The statement indicated, “The sentencing to death of Mr Sharif amounts to a cruel and inhumane practice, which has no place in a modern society.”
On August 10, 2020, an Upper Shari’a Court sitting at Hausawa Filin Hockey in Kano State, sentenced the singer to death by hanging.
He was accused of one count of insulting the religious creed, contrary to Section 382 (6) of the Kano State Sharia Penal Code Law of 2000, for a song which became public knowledge in March after he allegedly circulated it on WhatsApp in February 2020.
The song is said to have “praised an imam from the Tijaniya Muslim brotherhood to the extent it elevated him above the Prophet Muhammad.”
According to the groups, it has been reported that while Sharif was legally represented during the trial, the proceedings were closed to the public which raised fair trial rights concerns.
It stated, “The right to a public trial which is guaranteed under Nigeria’s constitution and the International Covenant on Civil and Political Rights and the African Charter on Human and Peoples’ Rights, both of which Nigeria is a signatory to, ensure transparency and guard an accused against secretive, corrupt or unfair proceedings.

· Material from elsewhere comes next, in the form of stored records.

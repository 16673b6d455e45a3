//! Structured verb logging for the request pipeline.
//!
//! Every event carries an `owner` (who acted), a `verb` (what happened) and
//! the ids involved. Emission is gated by the pipeline's logging flag.

use tracing::debug;

pub const OWNER_MAIN: &str = "Main";
pub const OWNER_DISPATCHER: &str = "Dispatcher";
pub const OWNER_HUNTER: &str = "Hunter";

pub const VERB_CREATED: &str = "created";
pub const VERB_CHANGED: &str = "changed";
pub const VERB_IGNORED: &str = "ignored";
pub const VERB_ENQUEUED: &str = "enqueued";
pub const VERB_CANCELED: &str = "canceled";
pub const VERB_BATCHED: &str = "batched";
pub const VERB_RETRYING: &str = "retrying";
pub const VERB_EXECUTING: &str = "executing";
pub const VERB_DECODED: &str = "decoded";
pub const VERB_TRANSFORMED: &str = "transformed";
pub const VERB_JOINED: &str = "joined";
pub const VERB_REMOVED: &str = "removed";
pub const VERB_DELIVERED: &str = "delivered";
pub const VERB_REPLAYING: &str = "replaying";
pub const VERB_COMPLETED: &str = "completed";
pub const VERB_ERRORED: &str = "errored";
pub const VERB_PAUSED: &str = "paused";
pub const VERB_RESUMED: &str = "resumed";

/// Emits one pipeline event when logging is enabled.
pub fn log_event(enabled: bool, owner: &str, verb: &str, ids: &str, extras: &str) {
    if enabled {
        debug!(owner, verb, ids, extras, "pipeline event");
    }
}
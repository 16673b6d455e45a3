//! Decoder backed by the `image` crate.

use std::io::Cursor;

use image::metadata::Orientation;
use image::{DynamicImage, ImageDecoder as _, ImageError, ImageReader, Limits};
use tracing::trace;

use crate::domain::entities::Request;
use crate::domain::errors::HuntError;
use crate::domain::ports::{Decoded, Decoder};

/// Decodes PNG, JPEG and WebP payloads, sniffing the format from the bytes.
#[derive(Debug, Clone, Default)]
pub struct ImageDecoder {
    limits: Option<Limits>,
}

impl ImageDecoder {
    /// Creates a decoder with the `image` crate's default limits.
    #[must_use]
    pub fn new() -> Self {
        Self::default()
    }

    /// Creates a decoder that refuses allocations above `max_alloc` bytes.
    #[must_use]
    pub fn with_max_alloc(max_alloc: u64) -> Self {
        let mut limits = Limits::default();
        limits.max_alloc = Some(max_alloc);
        Self {
            limits: Some(limits),
        }
    }
}

impl Decoder for ImageDecoder {
    fn decode(&self, bytes: &[u8], request: &Request) -> Result<Decoded, HuntError> {
        let mut reader = ImageReader::new(Cursor::new(bytes))
            .with_guessed_format()
            .map_err(|e| HuntError::decode(e.to_string()))?;
        if let Some(limits) = &self.limits {
            reader.limits(limits.clone());
        }

        let mut decoder = reader.into_decoder().map_err(map_image_error)?;
        if let Some(mut limits) = self.limits.clone() {
            limits
                .reserve(decoder.total_bytes())
                .map_err(map_image_error)?;
        }
        let orientation = decoder.orientation().unwrap_or(Orientation::NoTransforms);
        let image = DynamicImage::from_decoder(decoder).map_err(map_image_error)?;

        trace!(
            request = %request.name(),
            width = image.width(),
            height = image.height(),
            ?orientation,
            "decoded image"
        );
        Ok(Decoded { image, orientation })
    }
}

fn map_image_error(error: ImageError) -> HuntError {
    match error {
        ImageError::Limits(e) => HuntError::exhausted(e.to_string()),
        other => HuntError::decode(other.to_string()),
    }
}
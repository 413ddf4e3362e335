//! Route-driven prefetch bridge
//!
//! Runs before the external router commits a view transition: fetches the
//! target view's data dependencies, and reconciles fetches that resolve
//! after the route has already moved on.

use std::sync::Arc;
use std::sync::atomic::AtomicU64;
use std::sync::atomic::Ordering;

use catalog_lib::CatalogApi;
use catalog_lib::error::Error;
use catalog_lib::model::Category;
use catalog_lib::model::Item;
use futures::join;
use log::debug;

use crate::nav::Route;

/// Issues the data fetches a route transition depends on.
///
/// Each transition gets a [`LoadTicket`]; the ticket is re-checked when a
/// fetch resolves, so a slow fetch for an abandoned route is discarded
/// instead of overwriting the newer view's data. Nothing here blocks beyond
/// the fetches themselves — a failed load mounts the view with error
/// content, it never hangs the transition.
pub struct LoaderBridge {
    api: Arc<dyn CatalogApi>,
    epoch: AtomicU64,
}

/// Witness for one route transition; stale once a later `navigate` happens.
#[derive(Debug, Clone, PartialEq, Eq)]
pub struct LoadTicket {
    epoch: u64,
}

/// Result of a guarded load.
#[derive(Debug)]
pub enum LoaderOutcome<T> {
    /// The route is still current; the view applies the payload.
    Ready(T),
    /// The route changed while the fetch was in flight; discard the payload.
    Superseded,
}

impl<T> LoaderOutcome<T> {
    /// Returns the payload if the route was still current.
    pub fn into_ready(self) -> Option<T> {
        match self {
            Self::Ready(payload) => Some(payload),
            Self::Superseded => None,
        }
    }

    pub fn is_superseded(&self) -> bool {
        matches!(self, Self::Superseded)
    }
}

/// One independently loaded half of a view payload.
#[derive(Debug, Clone, PartialEq)]
pub enum LoadSlot<T> {
    Ready(T),
    /// The fetch failed; the view renders this half as unavailable.
    Unavailable(String),
}

impl<T> LoadSlot<T> {
    fn from_result(result: Result<T, Error>) -> Self {
        match result {
            Ok(payload) => Self::Ready(payload),
            Err(error) => Self::Unavailable(error.to_string()),
        }
    }

    /// Returns the payload if this half resolved.
    pub fn as_ready(&self) -> Option<&T> {
        match self {
            Self::Ready(payload) => Some(payload),
            Self::Unavailable(_) => None,
        }
    }

    pub fn is_unavailable(&self) -> bool {
        matches!(self, Self::Unavailable(_))
    }
}

/// Payload for the category detail view: the category plus its items, each
/// half independently available.
#[derive(Debug)]
pub struct CategoryOverview {
    pub category: LoadSlot<Category>,
    pub items: LoadSlot<Vec<Item>>,
}

/// Payload for the item editor: the record under edit plus the category
/// list backing its reference field.
#[derive(Debug)]
pub struct ItemEditorPayload {
    pub item: LoadSlot<Item>,
    pub categories: LoadSlot<Vec<Category>>,
}

impl LoaderBridge {
    pub fn new(api: Arc<dyn CatalogApi>) -> Self {
        Self {
            api,
            epoch: AtomicU64::new(0),
        }
    }

    /// Registers a route transition.
    ///
    /// Any load still in flight under an earlier ticket resolves as
    /// [`LoaderOutcome::Superseded`].
    pub fn navigate(&self, route: &Route) -> LoadTicket {
        let epoch = self.epoch.fetch_add(1, Ordering::SeqCst) + 1;
        debug!("loader: navigate {route} (epoch {epoch})");
        LoadTicket { epoch }
    }

    fn settle<T>(&self, ticket: &LoadTicket, payload: T) -> LoaderOutcome<T> {
        if self.epoch.load(Ordering::SeqCst) == ticket.epoch {
            LoaderOutcome::Ready(payload)
        } else {
            debug!("loader: discarding stale result (epoch {})", ticket.epoch);
            LoaderOutcome::Superseded
        }
    }

    /// Category list for the category index view.
    pub async fn categories(&self, ticket: &LoadTicket) -> LoaderOutcome<LoadSlot<Vec<Category>>> {
        let result = self.api.list_categories().await;
        self.settle(ticket, LoadSlot::from_result(result))
    }

    /// Category detail plus its item list, fetched concurrently.
    ///
    /// The two fetches have no ordering dependency and fail independently:
    /// the view renders whichever half resolved.
    pub async fn category_overview(
        &self,
        ticket: &LoadTicket,
        id: &str,
    ) -> LoaderOutcome<CategoryOverview> {
        let (category, items) = join!(self.api.get_category(id), self.api.category_items(id));
        self.settle(
            ticket,
            CategoryOverview {
                category: LoadSlot::from_result(category),
                items: LoadSlot::from_result(items),
            },
        )
    }

    /// Item under edit plus the category list, fetched concurrently.
    pub async fn item_editor(
        &self,
        ticket: &LoadTicket,
        id: &str,
    ) -> LoaderOutcome<ItemEditorPayload> {
        let (item, categories) = join!(self.api.get_item(id), self.api.list_categories());
        self.settle(
            ticket,
            ItemEditorPayload {
                item: LoadSlot::from_result(item),
                categories: LoadSlot::from_result(categories),
            },
        )
    }
}

#[cfg(test)]
mod tests {
    use tokio::sync::Notify;

    use super::*;
    use crate::testing::InMemoryCatalog;
    use crate::testing::category;
    use crate::testing::item;

    fn store() -> Arc<InMemoryCatalog> {
        Arc::new(
            InMemoryCatalog::new()
                .with_categories(vec![category("audio", "Audio"), category("video", "Video")])
                .with_items(vec![
                    item("1", "Amp", "audio"),
                    item("2", "Projector", "video"),
                ]),
        )
    }

    #[tokio::test]
    async fn test_current_ticket_applies() {
        let store = store();
        let bridge = LoaderBridge::new(store);

        let ticket = bridge.navigate(&Route::Categories);
        let outcome = bridge.categories(&ticket).await;
        let slot = outcome.into_ready().unwrap();
        assert_eq!(slot.as_ready().unwrap().len(), 2);
    }

    #[tokio::test]
    async fn test_superseded_ticket_is_discarded() {
        let store = store();
        let bridge = LoaderBridge::new(store);

        let stale = bridge.navigate(&Route::Categories);
        let current = bridge.navigate(&Route::Category("audio".into()));

        assert!(bridge.categories(&stale).await.is_superseded());
        assert!(!bridge.category_overview(&current, "audio").await.is_superseded());
    }

    #[tokio::test]
    async fn test_slow_fetch_loses_to_later_navigation() {
        let store = store();
        let bridge = LoaderBridge::new(store.clone());

        let gate = Arc::new(Notify::new());
        store.gate_next("get_category", gate.clone());

        let slow_ticket = bridge.navigate(&Route::Category("audio".into()));
        let slow = bridge.category_overview(&slow_ticket, "audio");
        let rest = async {
            let ticket = bridge.navigate(&Route::Category("video".into()));
            gate.notify_one();
            bridge.category_overview(&ticket, "video").await
        };

        let (stale, fresh) = join!(slow, rest);
        assert!(stale.is_superseded());

        let fresh = fresh.into_ready().unwrap();
        assert_eq!(fresh.category.as_ready().unwrap().id, "video");
    }

    #[tokio::test]
    async fn test_composite_halves_fail_independently() {
        let store = store();
        store.fail("category_items");
        let bridge = LoaderBridge::new(store);

        let ticket = bridge.navigate(&Route::Category("audio".into()));
        let overview = bridge
            .category_overview(&ticket, "audio")
            .await
            .into_ready()
            .unwrap();

        assert_eq!(overview.category.as_ready().unwrap().name, "Audio");
        assert!(overview.items.is_unavailable());
    }

    #[tokio::test]
    async fn test_failed_single_load_mounts_with_error() {
        let store = store();
        store.fail("list_categories");
        let bridge = LoaderBridge::new(store);

        let ticket = bridge.navigate(&Route::Categories);
        let slot = bridge.categories(&ticket).await.into_ready().unwrap();
        assert!(slot.is_unavailable());
    }

    #[tokio::test]
    async fn test_item_editor_fetches_both_halves() {
        let store = store();
        let bridge = LoaderBridge::new(store.clone());

        let ticket = bridge.navigate(&Route::ItemEdit("1".into()));
        let payload = bridge.item_editor(&ticket, "1").await.into_ready().unwrap();

        assert_eq!(payload.item.as_ready().unwrap().name, "Amp");
        assert_eq!(payload.categories.as_ready().unwrap().len(), 2);
        assert_eq!(store.call_count("get_item"), 1);
        assert_eq!(store.call_count("list_categories"), 1);
    }
}
//! Catalog API client library
//!
//! An async client for a remote item/category collection API: typed models,
//! a cursor pagination envelope, editable drafts, and a field-level
//! validation error taxonomy.

pub mod api;
pub mod error;
pub mod model;

mod client;

pub use api::CatalogApi;
pub use client::*;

We are further concerned that since his conviction, it has been reported that Mr Sharif is being held incommunicado in detention with no access to legal representation and to his immediate family. This is a further violation of his due process rights and potentially jeopardises his right to an appeal for which he has 30 days from the date of sentencing.
The case of Mr Sharif is not in isolation as there have been several other artistes in Nigeria who have been arrested and criminally charged in relation to their artistic works.
For over a year, Nigerian singer and activist, Mohammad Yusuf Yakasai, popularly known as A.G.Y, was imprisoned at Goron Dutse Correctional Centre following his conviction on June 19, 2019, for a song that criticised Governor Abdullahi Ganduje of Kano State.
In June 2020, a Federal High Court ordered the remand of poet and broadcast journalist, Rotimi Jolayeumi a.k.a Oba Akewi, after he was arrested for sending a poem to a WhatsApp group which was highly critical of Nigerian Minister of Information and Culture, Alhaji Lai Mohammed.
In December 2019, eight musicians from Kebbi State were physically assaulted for a song critical of Governor Atiku Badugu.
“In September 2019, famous Kano singer, Nazir Ahmad, popularly called Sarkin Wakan Kano, was arrested for allegedly releasing two uncensored musical albums and operating an illegal studio. The albums reportedly criticised the state governor, Abdullahi Ganduje.”
The groups further stated that no one should be arbitrarily detained or arrested for peacefully expressing their opinion, thought and conscience.
They added, “The United Nations Special Rapporteur on Freedom of Religion or Belief has called on all states with blasphemy laws on their statute books to repeal the same in order to increase freedom of religion or belief, as well as encourage a healthy dialogue about religion.
“Furthermore, artistic expressions which are also guaranteed under international law, open space for citizens to “reflect upon society, express their fears and grievances in a non-violent manner, develop resilience after violent or traumatic experiences, including human rights violations. And imagine the future they want for themselves.”
“We, therefore, call on the Nigerian authorities to immediately and unconditionally overturn Mr Sharif’s conviction and that he be immediately released. Pending his release, he must be guaranteed access to his lawyers and his family while in detention. We also call on the Nigerian government to urgently repeal all blasphemy laws, and to ensure that all individuals under its jurisdiction are afforded the right to freedom of religion, expression and opinion including through art and culture,” the groups concluded.